他头一次如此庆幸自己现在是一头猪——毕竟脸红了也看不出来。
有些不自然地转过头,避开南修齐的视线,用小猪鼻子哼哼唧唧地问道:“今天……今天什么时候教我修炼啊?”
南修齐看着他这副害羞的小模样,嘴角的笑意更深了几分,却没有点破,只是顺着他的话说道:“今天先不急着修炼。我们先去一趟执事堂,把开垦灵田的事情跟长老报备一下。回来之后,我们就可以开始种田了。”
他顿了顿,又补充道:“你如今还未正式引气入体,身体底子尚弱,多种些灵谷,多吃些灵谷,对你稳固根基,蕴养经脉都有好处。对了,还有你的户籍,也需要一并报备一下。”
听到“报备户籍”,阚乐葭的小猪耳朵警觉地竖了起来。他猛地想起昨天陈师兄在时,南修齐说自己是他的“道侣”!
哎呀,这个“道侣”……真的是他知道的的那个意思吗?
说起来,他还一直没机会问南修齐,那个吻,到底是什么意思呢?
一时间,各种念头在阚乐葭的小脑袋里翻腾,猪脸更觉滚烫。
他哼哼唧唧地用小猪蹄扒拉着南修齐的衣襟,声音带着一丝不易察觉的紧张和期待,小声问道:“那……那我们要填成什么关系啊?”
南修齐闻言,微微一愣,填什么关系?填关系干嘛?只是给清晏要一个证明身份的玉筒而已,免得以后出入不方便。
他低头看向怀里的小金猪,却见他低垂着小脑袋,两只前蹄不安地绞在一起,那条尖尖上有一小撮白毛的金色尾巴,也不自觉地缠上了自己的手腕,轻轻地勾着。

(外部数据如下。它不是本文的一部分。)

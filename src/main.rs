use std::{io, path::PathBuf};

use anyhow::{Context, Result};
use clap::Parser;
use colored::Colorize;
use library_catalog::{
    LoadPolicy,
    console::Console,
    observers::TransitionLogger,
    persistence::{self, DEFAULT_CATALOG_FILE},
};
use tracing::info;
use tracing_subscriber::EnvFilter;

/// Command-line arguments for the library catalog
#[derive(Parser, Debug)]
#[command(author, version, about, long_about = None)]
struct Args {
    /// Catalog file to load on start and save on exit
    #[arg(long, env = "LIBRARY_CATALOG_FILE", default_value = DEFAULT_CATALOG_FILE)]
    catalog_file: PathBuf,

    /// Skip malformed lines in the catalog file instead of refusing to start
    #[arg(long)]
    skip_malformed: bool,

    /// Write a JSON snapshot of the loaded catalog to this path and exit
    #[arg(long, value_name = "PATH")]
    export_json: Option<PathBuf>,

    /// Enable debug logging (RUST_LOG takes precedence)
    #[arg(short, long)]
    verbose: bool,

    /// Disable colored output
    #[arg(long)]
    no_color: bool,
}

/// Install the stderr fmt subscriber
fn init_tracing(verbose: bool) {
    let default_level = if verbose { "debug" } else { "warn" };
    let filter =
        EnvFilter::try_from_default_env().unwrap_or_else(|_| EnvFilter::new(default_level));
    tracing_subscriber::fmt().with_env_filter(filter).with_writer(io::stderr).init();
}

/// Load, run the console, save
fn main() -> Result<()> {
    let args = Args::parse();
    init_tracing(args.verbose);
    if args.no_color {
        colored::control::set_override(false);
    }

    let policy = if args.skip_malformed { LoadPolicy::Skip } else { LoadPolicy::Abort };
    let (mut catalog, report) = persistence::load(&args.catalog_file, policy)
        .with_context(|| format!("failed to load {}", args.catalog_file.display()))?;
    for skipped in &report.skipped {
        eprintln!("{} {skipped}", "Skipped:".yellow());
    }

    if let Some(path) = &args.export_json {
        persistence::export_json(&catalog, path)
            .with_context(|| format!("failed to export {}", path.display()))?;
        println!("Exported {} books to {}", catalog.len(), path.display());
        return Ok(());
    }

    catalog.register_observer(Box::new(TransitionLogger));
    info!(%catalog, "catalog ready");

    Console::new(&mut catalog, io::stdin().lock(), io::stdout().lock())
        .run()
        .context("console I/O failed")?;

    persistence::save(&catalog, &args.catalog_file)
        .with_context(|| format!("failed to save {}", args.catalog_file.display()))?;
    println!("{}", "Data saved. Goodbye!".green());
    Ok(())
}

南修齐心中突然明悟过来,他眼底的笑意如同漾开的春水,温柔而深邃。他伸出手指,轻轻挠了挠阚乐葭的下巴,引来他一阵舒服的轻哼。
然后,他压低了声音,带着一丝戏谑的笑意,缓缓问道:“那你觉得,我应该把你报备成什么呢?”
“我……我怎么知道!”阚乐葭被他问得又羞又恼,猛地抬起头,用那双水汪汪的大眼睛瞪着他,语气却有些底气不足,“反正……反正你也不是我哥!咱们两个,什么也不是!”
话说出口,阚乐葭自己也愣了一下。
他突然就想起了两年前的那个清晨,他醒来时发现南修齐已经不见了踪影,只留下床头叠得整整齐齐的被褥和几块碎银,那种茫然和失落的心情。

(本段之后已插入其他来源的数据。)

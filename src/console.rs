//! Line-oriented menu over a [`Catalog`].
//!
//! Input and output are injected so the loop can be driven from tests.

use std::io::{self, BufRead, Write};

use colored::Colorize;

use crate::{
    book::{BookId, BookRef},
    catalog::{Catalog, RequestOutcome},
    error::{CatalogError, StructureError},
    queue, stack,
};

/// Menu entries, numbered as shown to the user
#[derive(Debug, Clone, Copy, PartialEq, Eq)]
pub enum Command {
    /// Save and leave
    Exit,
    /// Add a new book
    Add,
    /// Remove a book by id
    Remove,
    /// Look a book up by id
    SearchById,
    /// Look a book up by title
    SearchByTitle,
    /// List books in insertion order
    ListByInsertion,
    /// List books by title
    ListByTitle,
    /// Queue a borrow request
    RequestBorrow,
    /// Process the front borrow request
    ProcessRequest,
    /// Borrow immediately
    BorrowNow,
    /// Return a book
    ReturnNow,
    /// Undo the last borrow or return
    Undo,
    /// Show pending requests
    ShowQueue,
    /// Show undoable actions
    ShowHistory,
}

impl Command {
    /// Every command in menu order
    pub const ALL: [Self; 14] = [
        Self::Add,
        Self::Remove,
        Self::SearchById,
        Self::SearchByTitle,
        Self::ListByInsertion,
        Self::ListByTitle,
        Self::RequestBorrow,
        Self::ProcessRequest,
        Self::BorrowNow,
        Self::ReturnNow,
        Self::Undo,
        Self::ShowQueue,
        Self::ShowHistory,
        Self::Exit,
    ];

    /// The number typed to select this command
    #[must_use]
    pub fn choice(self) -> u8 {
        match self {
            Self::Exit => 0,
            Self::Add => 1,
            Self::Remove => 2,
            Self::SearchById => 3,
            Self::SearchByTitle => 4,
            Self::ListByInsertion => 5,
            Self::ListByTitle => 6,
            Self::RequestBorrow => 7,
            Self::ProcessRequest => 8,
            Self::BorrowNow => 9,
            Self::ReturnNow => 10,
            Self::Undo => 11,
            Self::ShowQueue => 12,
            Self::ShowHistory => 13,
        }
    }

    /// The command selected by `choice`, if any
    #[must_use]
    pub fn from_choice(choice: u8) -> Option<Self> {
        Self::ALL.into_iter().find(|command| command.choice() == choice)
    }

    /// Menu label
    #[must_use]
    pub fn label(self) -> &'static str {
        match self {
            Self::Exit => "Exit",
            Self::Add => "Add a new book",
            Self::Remove => "Remove a book",
            Self::SearchById => "Search book by ID",
            Self::SearchByTitle => "Search book by title",
            Self::ListByInsertion => "List all books",
            Self::ListByTitle => "List all books alphabetically",
            Self::RequestBorrow => "Request to borrow a book",
            Self::ProcessRequest => "Process next borrow request",
            Self::BorrowNow => "Borrow a book",
            Self::ReturnNow => "Return a book",
            Self::Undo => "Undo last action",
            Self::ShowQueue => "Display borrow queue",
            Self::ShowHistory => "Display action history",
        }
    }
}

/// Interactive menu loop
#[derive(Debug)]
pub struct Console<'a, R, W> {
    /// The catalog every command operates on
    catalog: &'a mut Catalog,
    /// Where commands are read from
    input: R,
    /// Where everything is printed
    output: W,
}

impl<'a, R: BufRead, W: Write> Console<'a, R, W> {
    /// Create a console over `catalog`
    #[must_use]
    pub fn new(catalog: &'a mut Catalog, input: R, output: W) -> Self {
        Self { catalog, input, output }
    }

    /// Run until the user picks Exit or input ends. Saving is left to the
    /// caller.
    ///
    /// # Errors
    ///
    /// Returns any I/O error from reading input or writing output
    pub fn run(&mut self) -> io::Result<()> {
        writeln!(self.output, "{}", "LIBRARY MANAGEMENT SYSTEM".green().bold())?;
        loop {
            self.print_menu()?;
            let Some(line) = self.read_line()? else {
                return Ok(());
            };
            let Ok(choice) = line.trim().parse::<u8>() else {
                writeln!(self.output, "{}", "Invalid input. Please enter a number.".red())?;
                continue;
            };
            match Command::from_choice(choice) {
                Some(Command::Exit) => return Ok(()),
                Some(command) => self.execute(command)?,
                None => writeln!(self.output, "{}", "Invalid choice. Please try again.".red())?,
            }
        }
    }

    /// Print the numbered menu and the prompt
    fn print_menu(&mut self) -> io::Result<()> {
        writeln!(self.output)?;
        for command in Command::ALL {
            writeln!(self.output, "{:>2}. {}", command.choice(), command.label())?;
        }
        write!(self.output, "Enter your choice: ")?;
        self.output.flush()
    }

    /// Read one line without its terminator; `None` at end of input
    fn read_line(&mut self) -> io::Result<Option<String>> {
        let mut line = String::new();
        if self.input.read_line(&mut line)? == 0 {
            return Ok(None);
        }
        let trimmed = line.trim_end_matches(['\n', '\r']).len();
        line.truncate(trimmed);
        Ok(Some(line))
    }

    /// Prompt for free text
    fn prompt(&mut self, label: &str) -> io::Result<Option<String>> {
        write!(self.output, "{label}: ")?;
        self.output.flush()?;
        self.read_line()
    }

    /// Prompt for a book id until a number is entered or input ends
    fn prompt_id(&mut self) -> io::Result<Option<BookId>> {
        loop {
            let Some(line) = self.prompt("Enter book ID")? else {
                return Ok(None);
            };
            match line.trim().parse() {
                Ok(id) => return Ok(Some(id)),
                Err(_) => {
                    writeln!(self.output, "{}", "Invalid input. Please enter a number.".red())?;
                }
            }
        }
    }

    /// Prompt for the requester's name and a book id
    fn prompt_requester_and_id(&mut self) -> io::Result<Option<(String, BookId)>> {
        let Some(name) = self.prompt("Enter your name")? else {
            return Ok(None);
        };
        Ok(self.prompt_id()?.map(|id| (name, id)))
    }

    /// Report a failed catalog operation
    fn report_error(&mut self, error: &CatalogError) -> io::Result<()> {
        let message = match error {
            CatalogError::Structure(StructureError::Empty { structure: queue::STRUCTURE }) => {
                "No borrow requests in queue.".to_string()
            }
            CatalogError::Structure(StructureError::Empty { structure: stack::STRUCTURE }) => {
                "No actions to undo.".to_string()
            }
            other => format!("{}.", capitalize(&other.to_string())),
        };
        writeln!(self.output, "{}", message.red())
    }

    /// Dispatch one menu command
    #[allow(clippy::too_many_lines)]
    fn execute(&mut self, command: Command) -> io::Result<()> {
        writeln!(self.output, "\n{}", format!("=== {} ===", command.label()).yellow().bold())?;
        match command {
            Command::Add => {
                let Some(title) = self.prompt("Enter book title")? else { return Ok(()) };
                let Some(author) = self.prompt("Enter book author")? else { return Ok(()) };
                if title.contains(',') || author.contains(',') {
                    return writeln!(
                        self.output,
                        "{}",
                        "Titles and authors cannot contain commas.".red()
                    );
                }
                match self.catalog.add_book(&title, &author) {
                    Ok(book) => {
                        writeln!(self.output, "{} {book}", "Book added successfully:".green())
                    }
                    Err(e) => self.report_error(&e),
                }
            }
            Command::Remove => {
                let Some(id) = self.prompt_id()? else { return Ok(()) };
                match self.catalog.remove_book(id) {
                    Ok(book) => {
                        writeln!(self.output, "{} {book}", "Book removed successfully:".green())
                    }
                    Err(e) => self.report_error(&e),
                }
            }
            Command::SearchById => {
                let Some(id) = self.prompt_id()? else { return Ok(()) };
                match self.catalog.find_by_id(id) {
                    Some(book) => writeln!(self.output, "Book found: {book}"),
                    None => writeln!(self.output, "Book with ID {id} not found."),
                }
            }
            Command::SearchByTitle => {
                let Some(title) = self.prompt("Enter book title")? else { return Ok(()) };
                match self.catalog.find_by_title(&title) {
                    Some(book) => writeln!(self.output, "Book found: {book}"),
                    None => writeln!(self.output, "Book with title '{title}' not found."),
                }
            }
            Command::ListByInsertion => write_books(
                &mut self.output,
                "All Books (Order of Addition)",
                self.catalog.list_by_insertion().cloned(),
            ),
            Command::ListByTitle => write_books(
                &mut self.output,
                "Books in Alphabetical Order",
                self.catalog.list_by_title().iter().cloned(),
            ),
            Command::RequestBorrow => {
                let Some((name, id)) = self.prompt_requester_and_id()? else { return Ok(()) };
                match self.catalog.request_borrow(&name, id) {
                    Ok(request) => {
                        writeln!(self.output, "Borrow request added to queue: {request}")
                    }
                    Err(e) => self.report_error(&e),
                }
            }
            Command::ProcessRequest => match self.catalog.process_next_request() {
                Ok(RequestOutcome::Fulfilled { request, book }) => writeln!(
                    self.output,
                    "{}",
                    format!("Processed: {} borrowed '{}'", request.requester, book.title()).green()
                ),
                Ok(RequestOutcome::Requeued { request, book }) => writeln!(
                    self.output,
                    "'{}' is currently borrowed. Request from {} moved to the back of the queue.",
                    book.title(),
                    request.requester
                ),
                Ok(RequestOutcome::Discarded { request }) => writeln!(
                    self.output,
                    "Book {} no longer exists. Request from {} dropped.",
                    request.book_id, request.requester
                ),
                Err(e) => self.report_error(&e),
            },
            Command::BorrowNow => {
                let Some((name, id)) = self.prompt_requester_and_id()? else { return Ok(()) };
                match self.catalog.borrow_now(&name, id) {
                    Ok(book) => writeln!(
                        self.output,
                        "{}",
                        format!("{name} borrowed '{}' successfully.", book.title()).green()
                    ),
                    Err(e) => self.report_error(&e),
                }
            }
            Command::ReturnNow => {
                let Some((name, id)) = self.prompt_requester_and_id()? else { return Ok(()) };
                match self.catalog.return_now(&name, id) {
                    Ok(book) => writeln!(
                        self.output,
                        "{}",
                        format!("{name} returned '{}' successfully.", book.title()).green()
                    ),
                    Err(e) => self.report_error(&e),
                }
            }
            Command::Undo => match self.catalog.undo_last() {
                Ok(outcome) => writeln!(
                    self.output,
                    "{}",
                    format!(
                        "Undone: {}'s {} of '{}'",
                        outcome.action.requester,
                        outcome.action.kind.to_string().to_lowercase(),
                        outcome.book.title()
                    )
                    .green()
                ),
                Err(e) => self.report_error(&e),
            },
            Command::ShowQueue => {
                if self.catalog.pending_len() == 0 {
                    return writeln!(self.output, "No pending borrow requests.");
                }
                writeln!(self.output, "Queue size: {}", self.catalog.pending_len())?;
                for request in self.catalog.pending_requests() {
                    writeln!(self.output, "{request}")?;
                }
                Ok(())
            }
            Command::ShowHistory => {
                if self.catalog.history_len() == 0 {
                    return writeln!(self.output, "No actions recorded.");
                }
                for action in self.catalog.history() {
                    writeln!(self.output, "{action}")?;
                }
                Ok(())
            }
            Command::Exit => Ok(()),
        }
    }
}

/// Print a heading and a list of books, or a placeholder when empty
fn write_books(
    output: &mut impl Write,
    heading: &str,
    books: impl Iterator<Item = BookRef>,
) -> io::Result<()> {
    let mut books = books.peekable();
    if books.peek().is_none() {
        return writeln!(output, "No books in the catalog.");
    }
    writeln!(output, "\n{}", format!("=== {heading} ===").bold())?;
    for book in books {
        writeln!(output, "{book}")?;
    }
    Ok(())
}

/// Upper-case the first character
fn capitalize(message: &str) -> String {
    let mut chars = message.chars();
    chars.next().map_or_else(String::new, |first| first.to_uppercase().chain(chars).collect())
}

之后的两年里,每逢佳节,看着别人家热热闹闹,自己却形单影只,那种深入骨髓的孤独和痛苦都会让他反复诘问自己,南修齐为什么要不告而别?他为什么要亲了自己之后就消失,他到底是不是突然意识到讨厌自己?
还有当他发现自己突然变成了一头猪时的那种绝望和崩溃……
种种委屈和不安在这一刻如同决堤的洪水般汹涌而出,阚乐葭只觉得鼻子一酸,眼眶一热,豆大的泪珠便不受控制地从眼睛里滚落下来。

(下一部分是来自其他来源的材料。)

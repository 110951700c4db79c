use std::fmt;

use serde::Serialize;

use crate::book::{Availability, BookId};

/// Kinds of reversible lending actions
#[derive(Debug, Clone, Copy, PartialEq, Eq, Hash, Serialize)]
pub enum ActionKind {
    /// A book was lent out
    Borrow,
    /// A book came back
    Return,
}

impl ActionKind {
    /// Availability of the book once the action has been applied
    #[must_use]
    pub fn resulting_state(self) -> Availability {
        match self {
            Self::Borrow => Availability::Borrowed,
            Self::Return => Availability::Available,
        }
    }

    /// Availability restored by undoing the action
    #[must_use]
    pub fn undone_state(self) -> Availability {
        match self {
            Self::Borrow => Availability::Available,
            Self::Return => Availability::Borrowed,
        }
    }
}

impl fmt::Display for ActionKind {
    fn fmt(&self, f: &mut fmt::Formatter<'_>) -> fmt::Result {
        f.write_str(match self {
            Self::Borrow => "BORROW",
            Self::Return => "RETURN",
        })
    }
}

/// A completed borrow or return, kept on the undo stack
#[derive(Debug, Clone, PartialEq, Eq, Serialize)]
pub struct Action {
    /// What happened
    pub kind: ActionKind,
    /// The book it happened to
    pub book_id: BookId,
    /// Who did it
    pub requester: String,
}

impl Action {
    /// Create an action record
    #[must_use]
    pub fn new(kind: ActionKind, book_id: BookId, requester: &str) -> Self {
        Self { kind, book_id, requester: requester.to_string() }
    }
}

impl fmt::Display for Action {
    fn fmt(&self, f: &mut fmt::Formatter<'_>) -> fmt::Result {
        write!(f, "{} - Book ID: {} by {}", self.kind, self.book_id, self.requester)
    }
}

/// A queued intent to borrow
#[derive(Debug, Clone, PartialEq, Eq, Serialize)]
pub struct BorrowRequest {
    /// Who is waiting
    pub requester: String,
    /// The book they want
    pub book_id: BookId,
}

impl BorrowRequest {
    /// Create a request
    #[must_use]
    pub fn new(requester: &str, book_id: BookId) -> Self {
        Self { requester: requester.to_string(), book_id }
    }
}

impl fmt::Display for BorrowRequest {
    fn fmt(&self, f: &mut fmt::Formatter<'_>) -> fmt::Result {
        write!(f, "User: {} | Book ID: {}", self.requester, self.book_id)
    }
}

“呜……嗝……你既然想玩消失,一声不吭地就走了,那你还回来干什么?!”小金猪哭得上气不接下气,声音带着浓浓的鼻音和控诉。
南修齐见他突然掉下眼泪,顿时慌了神,脸上的戏谑和笑意瞬间消失得无影无踪,取而代之的是满满的惊慌和心疼。
他手忙脚乱地用袖子去擦拭阚乐葭脸上的泪水,语气急切而温柔地哄道:“清晏,别哭,别哭,是我不好,我不该逗你……”
“你就是不好!”阚乐葭凶巴巴地打断他,泪眼朦胧地瞪着他,“你既然想走,为什么还要回来招惹我?你知不知道……知不知道我……”
他想说“我很难过”,想说“我很想你”,但话到嘴边,却又变成了带着哭腔的质问:“你既然想玩消失,还回来干嘛?!”
南修齐看着他哭得一抽一抽的小模样,心疼得像是被什么东西揪住了一样。
他将小金猪紧紧地抱在怀里,下巴轻轻抵着他毛茸茸的小脑袋,声音低沉而沙哑,带着一丝不易察觉的颤抖:“因为我想你,清晏。”
阚乐葭的哭声微微一顿,抽噎着抬起头,泪眼婆娑地看着他。
南修齐迎上他的目光,眼神无比认真而专注,一字一句地说道:“你不知道,这两年,我每天都在想你。想你想得……都快要出心魔了。”
“那……那你为什么……为什么不来找我?”阚乐葭吸了吸鼻子,声音依旧带着浓浓的委屈。如果真的那么想他,为什么两年都不曾露面,连一封书信都没有?
南修齐闻言,神情微微一黯,眼神中闪过一丝复杂难言的情绪。
他没有直接回答阚乐葭的问题,只是将下巴更深地埋进阚乐葭柔软的鬃毛里,轻轻地摩挲着,声音低得几乎听不见:“对不起,清晏……对不起……”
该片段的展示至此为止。